Noah Kohls, Ph.D. ME 2024, and Ellen Yi Chen Mazumdar, assistant professor in the George W. Woodruff School of Mechanical Engineering, recently published a new study featured on the cover of Advanced Materials Technologies. The paper describes the development of the first self-regulating soft electromagnetic oscillators. These actuators are also the first to operate using only a battery—no external microcontrollers, pumps, or logic circuits are required.

"We wanted to design a soft system that could perform realistic tasks while being fully self-contained," said Kohls. "By embedding control into the structure itself, we reduce the need for bulky, rigid electronics."

The team's approach draws from both biology and traditional electromechanical systems. Inspired by the peristaltic motion of earthworms, the researchers developed soft linear and rotary actuators capable of producing complex motion through a combination of silicone structures, custom-compliant magnets, and liquid metal conductors. These actuators can perform various tasks, including driving a robotic car, running a fan, actuating a pump, and propelling underwater while remaining flexible and deformable.

This new class of soft electromagnetic oscillators can produce rhythmic motion and coordination, similar to how a clock regulates timing in traditional systems. These oscillators allow soft robots to move—by crawling, hopping, or swimming—using only a low-voltage power source (5 to 20 volts) and achieving higher frequencies (20 to 40 hertz) than comparable soft actuators.

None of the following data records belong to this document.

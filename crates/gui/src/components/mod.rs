pub mod clickable;
pub mod combo_box;
pub mod editor;
pub mod password_strength;
pub mod radio_group;
pub mod sub_page;
pub mod switch;
pub mod switch_button_text;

These forms of movement could be helpful in applications in navigating dynamic environments where compliance and a small form factor are necessary, such as inside the human body.

"My goal was to create a soft, power-efficient, and self-contained system capable of complex locomotion and autonomous operation, ideal for applications in robotics, haptics, and medical devices," said Kohls.

Kohls' interest in robotics began while working on his undergraduate senior capstone project, during which he designed and built a custom robot to help his family's plant nursery, Firehouse Nursery. Every spring, they would plant over 10,000 cuttings by hand, and Kohls saw the opportunity to combine his love for plants and fascination for automation by making a robot that could help the business.

"That early project showed me the power of robotics to improve everyday tasks," said Kohls. "Now I'm excited to work on systems that could one day improve lives in even more impactful ways."